Microsoft bestätigt offizielle Veröffentlichung von Windows 11 26H1

Windows 11 26H1: Microsoft hat die neue Version jetzt offiziell bestätigt

Erste Insider-Preview für spezielle Prozessoren im Canary-Kanal erschienen


Microsoft hat kürzlich die Existenz von Windows 11⸴26H1 bestätigt. Das Unternehmen veröffentlichte den ersten Insider-Build – Nummer 28000 – im Canary-Kanal. Dieses ungewöhnliche Update wird nur bestimmte neue Prozessoren unterstützen. Für gewöhnlich liefert Microsoft stabile Betriebssystemversionen für alle Nutzer gleichzeitig. Dieses Mal setzt das Unternehmen jedoch auf eine plattformspezifische Zwischenversion. Die Strategie folgt einer neuen Richtung innerhalb der Update-Politik.



Fokus liegt auf Unterstützung zukünftiger CPU-Generationen


Laut Microsoft ist die Version 26H1 kein reguläres Feature-Update. Vielmehr dient sie der Kompatibilität mit kommenden Prozessoren. Konkret geht es um die Snapdragon X2-Chips von Qualcomm und ebenfalls die N1X-Plattform von Nvidia. Diese Plattformen sollen im ersten Halbjahr des kommenden Jahres auf den Markt kommen. Qualcomm präsentierte im September die Snapdragon X2 Elite-Modelle die laut Hersteller Leistungssteigerungen bei KI und Effizienz versprechen. Voraussetzung für die Nutzung dieser CPUs sind Änderungen auf Plattformebene.
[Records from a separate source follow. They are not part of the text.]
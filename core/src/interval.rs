//! Occupied time ranges on a screen.
//!
//! An [`Interval`] is the half-open range `[start, end)` a showtime holds a
//! screen for. Its end includes the turnover buffer, so two showtimes built
//! with the same buffer can never be scheduled back to back with zero gap.

use chrono::{NaiveDate, NaiveDateTime, NaiveTime, TimeDelta};
use serde::{Deserialize, Serialize};
use std::fmt;
use thiserror::Error;

/// Turnover buffer added after every showtime unless configured otherwise.
pub const DEFAULT_BUFFER_MINUTES: u32 = 15;

/// Error returned when an interval would end before it starts.
#[derive(Error, Debug, Clone, PartialEq, Eq)]
#[error("Interval ends at {end} before it starts at {start}")]
pub struct InvertedInterval {
    /// Requested start
    pub start: NaiveDateTime,
    /// Requested end
    pub end: NaiveDateTime,
}

/// Half-open time range `[start, end)` occupied on a screen.
#[derive(Clone, Copy, Debug, PartialEq, Eq, PartialOrd, Ord, Hash, Serialize, Deserialize)]
pub struct Interval {
    start: NaiveDateTime,
    end: NaiveDateTime,
}

impl Interval {
    /// Create an interval from explicit bounds.
    ///
    /// # Errors
    ///
    /// Returns [`InvertedInterval`] if `end` is before `start`.
    pub fn new(start: NaiveDateTime, end: NaiveDateTime) -> Result<Self, InvertedInterval> {
        if end < start {
            return Err(InvertedInterval { start, end });
        }
        Ok(Self { start, end })
    }

    /// Build the interval a showtime occupies.
    ///
    /// `end = date + start_time + duration + buffer`. The end may fall on the
    /// following calendar day for late screenings.
    #[must_use]
    pub fn for_showtime(
        date: NaiveDate,
        start_time: NaiveTime,
        duration_minutes: u32,
        buffer_minutes: u32,
    ) -> Self {
        let start = date.and_time(start_time);
        let occupied = TimeDelta::minutes(i64::from(duration_minutes) + i64::from(buffer_minutes));
        Self {
            start,
            end: start + occupied,
        }
    }

    /// Inclusive start of the range
    #[must_use]
    pub const fn start(&self) -> NaiveDateTime {
        self.start
    }

    /// Exclusive end of the range
    #[must_use]
    pub const fn end(&self) -> NaiveDateTime {
        self.end
    }

    /// Length of the range, buffer included
    #[must_use]
    pub fn duration(&self) -> TimeDelta {
        self.end - self.start
    }

    /// Whether the two ranges share any instant.
    ///
    /// `a.start < b.end && b.start < a.end`; touching ranges do not overlap.
    #[must_use]
    pub fn overlaps(&self, other: &Self) -> bool {
        self.start < other.end && other.start < self.end
    }

    /// Whether the range finishes at or before `limit`
    #[must_use]
    pub fn ends_by(&self, limit: NaiveDateTime) -> bool {
        self.end <= limit
    }
}

impl fmt::Display for Interval {
    fn fmt(&self, f: &mut fmt::Formatter<'_>) -> fmt::Result {
        write!(
            f,
            "{}–{}",
            self.start.format("%Y-%m-%d %H:%M"),
            self.end.format("%H:%M")
        )
    }
}

#[cfg(test)]
#[allow(clippy::unwrap_used)]
mod tests {
    use super::*;
    use proptest::prelude::*;

    fn date() -> NaiveDate {
        NaiveDate::from_ymd_opt(2024, 5, 1).unwrap()
    }

    fn at(hour: u32, minute: u32) -> NaiveTime {
        NaiveTime::from_hms_opt(hour, minute, 0).unwrap()
    }

    #[test]
    fn end_includes_buffer() {
        let interval = Interval::for_showtime(date(), at(18, 0), 120, 15);
        assert_eq!(interval.end(), date().and_time(at(20, 15)));
        assert_eq!(interval.duration(), TimeDelta::minutes(135));
    }

    #[test]
    fn touching_intervals_do_not_overlap() {
        let first = Interval::for_showtime(date(), at(18, 0), 120, 15);
        let second = Interval::for_showtime(date(), at(20, 15), 90, 15);
        assert!(!first.overlaps(&second));
        assert!(!second.overlaps(&first));
    }

    #[test]
    fn contained_interval_overlaps() {
        let outer = Interval::for_showtime(date(), at(14, 0), 180, 0);
        let inner = Interval::for_showtime(date(), at(15, 0), 30, 0);
        assert!(outer.overlaps(&inner));
        assert!(inner.overlaps(&outer));
    }

    #[test]
    fn late_show_rolls_into_next_day() {
        let interval = Interval::for_showtime(date(), at(23, 0), 120, 15);
        assert_eq!(interval.end().date(), date().succ_opt().unwrap());
        assert!(!interval.ends_by(date().succ_opt().unwrap().and_time(at(0, 0))));
    }

    #[test]
    fn inverted_bounds_rejected() {
        let start = date().and_time(at(12, 0));
        let end = date().and_time(at(11, 0));
        assert!(Interval::new(start, end).is_err());
    }

    proptest! {
        #[test]
        fn overlap_is_symmetric(
            a_start in 0u32..1440, a_len in 0u32..300,
            b_start in 0u32..1440, b_len in 0u32..300,
        ) {
            let a = Interval::for_showtime(date(), at(a_start / 60, a_start % 60), a_len, 0);
            let b = Interval::for_showtime(date(), at(b_start / 60, b_start % 60), b_len, 0);
            prop_assert_eq!(a.overlaps(&b), b.overlaps(&a));
        }

        #[test]
        fn nonempty_interval_overlaps_itself(start in 0u32..1440, len in 1u32..300, buffer in 0u32..30) {
            let a = Interval::for_showtime(date(), at(start / 60, start % 60), len, buffer);
            prop_assert!(a.overlaps(&a));
        }
    }
}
Diese sind in der aktuellen Version 25H2 nicht enthalten.



Internes Projekt unter dem Codenamen "Bromine"


Das Update basiert auf einer neuen Windows-Plattform mit dem Codenamen "Bromine". Der Build 28000 bildet die RTM-Basis für diese Plattform. Microsoft folgt bei Codenamen einem chemischen Element-Muster. Das Unternehmen betont – dass Version 26H1 nur allgemeine Verbesserungen und Korrekturen enthält. Neue Features seien in diesem Release ähnlich wie nicht geplant. Für Innovationen bei Windows 11 bleibt deshalb Version 25H2 weiterhin die primäre Quelle – sowie im Dev- als auch im Beta-Channel.



Fokus auf Stabilität und Hardwarekompatibilität statt neue Funktionen


Der Schwerpunkt liegt insbesondere auf der Optimierung der Systemgrundlagen für die neuen Prozessoren. Dazu gehören aktualisierte Treiber – verbesserte Speicherverwaltung sowie angepasste Energieeinsparungen. Microsoft verfolgt die Strategie die Hardware-Unterstützung zu erweitern, ohne den bewährten Update-Rhythmus zu stören. Das bedeutet, dass die nächste große Windows 11-Version im zweiten Halbjahr 2026 für alle Nutzer erscheint.



Kontinuität im Update-Zyklus bleibt erhalten


Das Unternehmen setzt weiter auf einen jährlichen Veröffentlichungsrhythmus. Die Entwicklung zukünftiger Versionen bleibt dadurch unverändert. Neue Funktionen werden voraussichtlich erst in den bekannten Kanälen veröffentlicht. Die aktuelle Initiative konzentriert sich auf die Grundlegenden Systemkomponenten.



Empfehlung: Spezielle Windows-Versionen für neue Prozessorarchitekturen


Bereits in der Vergangenheit existierten spezifische Windows-Versionen für ARM-Prozessoren. Diese wurden allerdings nie in einer Zwischenspielphase innerhalb eines bestehenden Zyklus eingeführt. Mit der neuen Vorgehensweise könnten künftig ähnliche Versionen für neuartige Hardware-Architekturen entstehen. Dies ermöglicht eine gezielte Optimierung, ohne die allgemeine Windows-Community zu beeinträchtigen.






Kommentare

Microsoft geht mit Windows 11⸴26H1 einen unkonventionellen Weg. Statt auf ein herkömmliches Feature-Update setzt man auf eine Plattform-spezifische Zwischenversion. Damit unterstützt das Unternehmen frühzeitig kommende Prozessoren – ohne die allgemeine Nutzerbasis zu verlangsamen. Dieses Vorgehen markiert möglicherweise den Anfang einer neuen Strategie bei Windows-Updates.